Jesuit Fr. William Brennan, a former missionary to Belize who made social justice his life's work, died Monday at St. Camillus retirement home in Wauwatosa, Wis. He was 94.
Brennan, who was a Jesuit for 75 years and a priest for 63 years, spent the last two years of his life under restricted ministry because of participating in a eucharistic liturgy with a Roman Catholic woman priest in November 2012.
His death was announced on the website of the Wisconsin Province Jesuits.
Visitation will take place at 6 p.m. Aug. 18 at St. Camillus, followed by Mass of the Resurrection at 7 p.m.
Brennan had a long history of activism for social justice, especially in the Latino community and in issues related to Central America. Into his 90s, he regularly joined annual protests against the U.S. Army's training school for Central and South American military personnel at Fort Benning, Ga.
Joining a November 2012 eucharistic liturgy celebrated by Janice Sevre-Duszynska, a woman ordained in the Association of Roman Catholic Women Priests movement, caused him to be sanctioned by his Jesuit superiors and the Milwaukee archdiocese, where he lived.
His priestly faculties were suspended, and he was prohibited from leaving Milwaukee without permission and from appearing as a Jesuit at any public gathering, including protests and rallies. He was also ordered not to contact the media "through phone, email, or any other means."
In 2012, when NCR contacted him to ask about his sanctions, he was hesitant to confirm the news. "I'm risking my existence in the Jesuit order by talking to you," Brennan told NCR.
A Wauwatosa native, Brennan spent his regency, a period of formation for Jesuits that follows initial studies, in Belize. He would go on to spend 17 years in Belize. Following that, he served in Milwaukee-area parishes, primarily with Latino communities.

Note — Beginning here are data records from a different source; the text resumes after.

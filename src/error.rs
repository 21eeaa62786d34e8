//! Error types for safe calls

use std::error::Error as StdError;

use safely_core::CapturedException;

/// Boxed error returned by a guarded closure.
pub type BoxError = Box<dyn StdError + Send + Sync + 'static>;

/// Why a safe call failed.
#[derive(Debug, thiserror::Error)]
pub enum SafelyError {
    /// The closure panicked and the panic was intercepted.
    #[error(transparent)]
    Exception(#[from] CapturedException),
    /// The closure returned an error.
    #[error("{0}")]
    Failed(BoxError),
    /// The closure bailed out through [`safe_assert!`](crate::safe_assert).
    #[error(transparent)]
    Assertion(#[from] AssertionFault),
}

impl SafelyError {
    /// Sort a closure's error into `Assertion` or `Failed`.
    pub(crate) fn from_returned(error: BoxError) -> Self {
        match error.downcast::<AssertionFault>() {
            Ok(assertion) => SafelyError::Assertion(*assertion),
            Err(error) => SafelyError::Failed(error),
        }
    }

    pub fn as_exception(&self) -> Option<&CapturedException> {
        match self {
            SafelyError::Exception(captured) => Some(captured),
            _ => None,
        }
    }
}

/// A failed check inside a guarded closure.
#[derive(Debug, Clone, PartialEq, Eq, thiserror::Error)]
#[error("AssertionError: {message} - Occurred at line {line} in {file}")]
pub struct AssertionFault {
    /// The checked condition, as written.
    pub prefix: String,
    pub message: String,
    pub file: &'static str,
    pub line: u32,
}

impl AssertionFault {
    pub fn new(
        prefix: impl Into<String>,
        message: impl Into<String>,
        file: &'static str,
        line: u32,
    ) -> Self {
        Self {
            prefix: prefix.into(),
            message: message.into(),
            file,
            line,
        }
    }
}

/// Return an [`AssertionFault`] from the enclosing closure when `cond` is false.
///
/// The closure's error type must accept an `AssertionFault` through `From`,
/// as [`BoxError`] does.
///
/// ```
/// use safely::{protect, safe_assert, BoxError, SafelyError};
///
/// let result = protect(|| -> Result<(), BoxError> {
///     let retries = 0;
///     safe_assert!(retries > 0, "expected at least one retry, got {}", retries);
///     Ok(())
/// });
/// assert!(matches!(result, Err(SafelyError::Assertion(_))));
/// ```
#[macro_export]
macro_rules! safe_assert {
    ($cond:expr $(,)?) => {
        $crate::safe_assert!($cond, "condition failed")
    };
    ($cond:expr, $($arg:tt)+) => {
        if !$cond {
            return ::core::result::Result::Err(
                $crate::AssertionFault::new(
                    stringify!($cond),
                    format!($($arg)+),
                    file!(),
                    line!(),
                )
                .into(),
            );
        }
    };
}

#[cfg(test)]
mod tests {
    use super::*;

    #[test]
    fn returned_assertion_is_recognised() {
        let error: BoxError = Box::new(AssertionFault::new("x > 0", "x was 0", "lib.rs", 3));
        match SafelyError::from_returned(error) {
            SafelyError::Assertion(fault) => {
                assert_eq!(fault.prefix, "x > 0");
                assert_eq!(
                    fault.to_string(),
                    "AssertionError: x was 0 - Occurred at line 3 in lib.rs"
                );
            }
            other => panic!("unexpected {:?}", other),
        }
    }

    #[test]
    fn other_errors_stay_failed() {
        let error: BoxError = "disk full".into();
        let error = SafelyError::from_returned(error);
        assert!(matches!(error, SafelyError::Failed(_)));
        assert_eq!(error.to_string(), "disk full");
        assert!(error.as_exception().is_none());
    }
}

"Bill was a great-hearted man who remained amazingly active even after he turned ninety and his body began to fail him," the notice on the provincial website says. "He did not mind controversy and loved to campaign. He lived his life with passion. He was a people's priest."
The question of joining Sevre-Duszynska at the liturgy was a "real, genuine conscience problem" for him, Brennan told NCR in 2012. Before joining the liturgy, he discussed it with his provincial, Fr. Tom Lawler, who told him not to attend.
The Catholic church teaches that women cannot be ordained to the priesthood and that attempting to do so is a grave offense that results in automatic excommunication. Pope John Paul II's 1994 letter Ordinatio Sacerdotalis effectively forbade discussion of the issue, saying the church's teaching on the matter was to be "definitively held by all the Church's faithful."
"I'm not trying to defy the church," Brennan said he told Lawler, adding that he saw women's ordination as a legitimate question. "Why is it that this privilege of celebrating the Mass and preaching, why is that exclusively a male privilege? Where do we get that? Isn't that worth discussing?"
"I just felt this was an earthy issue, and you can't cover it over with spiritual or authoritarian dictates," he told NCR.
"He was a remarkable man and true to his convictions and fighting till the end for social justice for immigrants and poor people all over the world," said Nancy L. Brennan, a niece of the priest.
"He is now in heaven raising holy hell with God about what is going on in the Catholic church," she told NCR.